Drug jar
Category
Ceramics
Date
1585 - 1620
Materials
earthenware, tin-opacified lead glaze, polychrome pigments
Measurements
515 mm (Height)
Place of origin
Urbino
Order this imageCollection
Knightshayes Court, Devon
NT 540402
Summary
Large drug jar, earthenware with tin-glaze (maiolica), straight-sided, the two side handles formed as harpies (winged female figures) above lion-type masks, attributable to the Patanazzi Workshops, Urbino, late 16th or early 17th century; painted with a scene from the Old Testament, Exodus 12, the Sacrifice of the Paschal Lamb with Aaron and Moses, who carries a staff, and on the reverse a siege is depicted.
Full description
The form of the drug jar resembles two others at Knightshayes (NT 540394 and NT 540419), though smaller. The group is similar to two large jars with covers surmounted by griffins, in the Palazzo Apostolico (Apostolic Palace), in the pilgrimage town of Loreto, Italy.
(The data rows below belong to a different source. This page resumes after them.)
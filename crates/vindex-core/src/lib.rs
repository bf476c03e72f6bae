pub mod config;
pub mod error;

pub use config::{
    ApiConfig, CacheConfig, Config, LocationConfig, SearchConfig, SyncConfig, ValidationResult,
};
pub use error::{
    AppError, ConfigError, DatabaseError, NetworkError, ReqwestErrorExt, RusqliteErrorExt,
    WeatherError,
};

use anyhow::Result;

fn env_filter() -> tracing_subscriber::EnvFilter {
    tracing_subscriber::EnvFilter::try_from_default_env()
        .unwrap_or_else(|_| tracing_subscriber::EnvFilter::new("info"))
}

/// Initialize the core application
pub fn init() -> Result<()> {
    tracing_subscriber::fmt()
        .with_env_filter(env_filter())
        .try_init()
        .map_err(|e| anyhow::anyhow!("Failed to initialize tracing: {}", e))?;

    tracing::info!("Vindex core initialized");
    Ok(())
}

/// Initialize tracing if no subscriber is installed yet.
///
/// Safe to call more than once (tests, embedding hosts).
pub fn try_init() {
    let _ = tracing_subscriber::fmt().with_env_filter(env_filter()).try_init();
}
There is a famous pharmacy set in the Palazzo, and the large jars may have been from a set delivered from Urbino in 1631. However, as one of the Knightshayes jars has a coronet in the decoration, the group may have been from a different order, and probably of earlier date, made for a member of the nobility rather than an ecclesiastical pharmacy. See Floriano Grimaldi, Loreto, Palazzo Apostolico, (Bologna, 1977), p. 104, Nos. 636 and 637; Mallet, Treasure Houses (1985), p. 573; and J.V.G. Mallet correspondence (13/01/04). From the large collection formed in the mid-19th century by the antiquarian Reverend Thomas A. Berney (1815-1895), of Bracon Hall, Norfolk; by descent to Miss Berney, sold at Sotheby & Co., London, Catalogue of Fine Italian Majolica, 18 June 1946, the last item of three in lot 6, ‘A pair of large Albarelli of cylindrical shape with winged caryatid and mask handles, painted on both sides with lovers and putti in panels bordered with cornucopiæ and caryatids, 21 in.; and another with a siege on one side and a sacrifice on the reverse, 20in. (repaired), mid-16th Century’. The lot purchased for 10 guineas (£10.10s.00d.) at the Berney sale by "Sir J Amory", Sir John Heathcoat-Amory (1894-1972), 3rd Bt., of Knightshayes Court; the house, part of the collection, the garden Sir John and Lady Heathcoat-Amory created, and part of the estate were bequeathed to the National Trust by Sir John Heathcoat-Amory in 1972. The maiolica was later given by Joyce, Lady Heatcoath-Amory (1901-1997), née Wethered, a celebrated golfer.